Mobile Homestead

Mike Kelley

Detroit, USA
NOW 24 September 2010 - ongoing
Visitor information

Mobile Homestead is a full-scale replica of Mike Kelley's suburban childhood home: a public sculpture conceived and made for Detroit, where the artist was born and raised.

This single-storey ranch-style building is incongruously located in mid-town Detroit in a symbolic reversal of the “white flight” from the city centre which followed the race riots of 1966. The project began in 2010, less than two years before the artist’s untimely death in January 2012.

2010

This project began in September 2010 when the front facade of the house was attached to a trailer and driven around Detroit, offering various socially useful services, such as food distribution, book lending, a needle exchange or blood bank.

2013

In July 2013, a full replica of the house opened. It operates – as Kelley had desired – as a locus for both public and more secretive activities. The facade remains removable and can be driven around the city, offering public services on its travels.

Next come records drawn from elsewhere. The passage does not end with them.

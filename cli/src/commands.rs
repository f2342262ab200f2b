pub mod sweep;

use std::path::PathBuf;
use std::time::Duration;

use adminsweep_common::config::{Config, DEFAULT_CONCURRENCY, DEFAULT_PROBE_TIMEOUT};
use adminsweep_core::targets::TargetSource;
use adminsweep_core::transport::Transport;
use clap::{ArgAction, Parser};

#[derive(Parser)]
#[command(name = "adminsweep", version)]
#[command(about = "Find the hosts where the current user holds local admin rights.")]
pub struct CommandLine {
    /// Hostnames to probe; comma-separated lists are accepted
    #[arg(value_delimiter = ',', conflicts_with_all = ["file", "domain"])]
    pub targets: Vec<String>,

    /// Read targets from a newline-delimited file
    #[arg(short, long, value_name = "PATH", conflicts_with = "domain")]
    pub file: Option<PathBuf>,

    /// Enumerate computer accounts of this directory domain (default source)
    #[arg(short, long)]
    pub domain: Option<String>,

    /// Stop dispatching probes after the first confirmed host
    #[arg(short, long)]
    pub stop_on_success: bool,

    /// Maximum number of probes in flight
    #[arg(short, long, default_value_t = DEFAULT_CONCURRENCY)]
    pub concurrency: usize,

    /// Per-probe timeout in seconds
    #[arg(short, long, value_name = "SECS", default_value_t = DEFAULT_PROBE_TIMEOUT.as_secs())]
    pub timeout: u64,

    /// Remoting client used for probes: winrs or ssh
    #[arg(long, conflicts_with = "exec")]
    pub transport: Option<Transport>,

    /// Custom probe command; every {target} is replaced with the hostname
    #[arg(long, value_name = "TEMPLATE")]
    pub exec: Option<String>,

    /// Extra error text meaning "access denied" (repeatable)
    #[arg(long, value_name = "PHRASE")]
    pub denied_text: Vec<String>,

    /// Increase log verbosity (-v debug, -vv trace)
    #[arg(short, long, action = ArgAction::Count)]
    pub verbose: u8,

    /// Only print confirmed hosts and warnings
    #[arg(short, long, action = ArgAction::Count)]
    pub quiet: u8,

    /// Do not print the banner
    #[arg(long)]
    pub no_banner: bool,
}

impl CommandLine {
    pub fn parse_args() -> Self {
        Self::parse()
    }

    pub fn target_source(&self) -> TargetSource {
        if !self.targets.is_empty() {
            TargetSource::List(self.targets.clone())
        } else if let Some(path) = &self.file {
            TargetSource::File(path.clone())
        } else {
            TargetSource::Directory {
                domain: self.domain.clone(),
            }
        }
    }

    pub fn transport(&self) -> Transport {
        match (&self.exec, &self.transport) {
            (Some(template), _) => Transport::Custom(template.clone()),
            (None, Some(transport)) => transport.clone(),
            (None, None) => Transport::Winrs,
        }
    }

    pub fn config(&self) -> Config {
        Config {
            stop_on_success: self.stop_on_success,
            concurrency: self.concurrency,
            probe_timeout: Duration::from_secs(self.timeout.max(1)),
            quiet: self.quiet,
            no_banner: self.no_banner,
        }
    }
}

// ╔════════════════════════════════════════════╗
// ║ ████████╗███████╗███████╗████████╗███████╗ ║
// ║ ╚══██╔══╝██╔════╝██╔════╝╚══██╔══╝██╔════╝ ║
// ║    ██║   █████╗  ███████╗   ██║   ███████╗ ║
// ║    ██║   ██╔══╝  ╚════██║   ██║   ╚════██║ ║
// ║    ██║   ███████╗███████║   ██║   ███████║ ║
// ║    ╚═╝   ╚══════╝╚══════╝   ╚═╝   ╚══════╝ ║
// ╚════════════════════════════════════════════╝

Beneath the public rooms on the ground floor of the homestead, a double-layer basement area mirrors the floor plan of the original Kelley family home. Its intricate network of ladders, corridors and rooms were intended by the artist as a place for various concealed counter-cultural activities hidden from public view.

Mobile Homestead grew out of my initial desire to buy the actual house that I was raised in. The plan was to empty the house of furnishings and turn it into a neighborhood art gallery while, at the same time, I would secretly dig an underground tunnel system that would, in a haphazard manner, weave under the adjacent properties. – Mike Kelley

The space has been used by a wide range of Detroit-based arts and community groups for meetings, projects and exhibitions. The public programmes are coordinated by the Department of Education and Public Engagement of the nearby Museum of Contemporary Art Detroit. Up-to-date information is available via MOCAD's website

Mobile Homestead has been temporarily closed during the Covid-19 outbreak.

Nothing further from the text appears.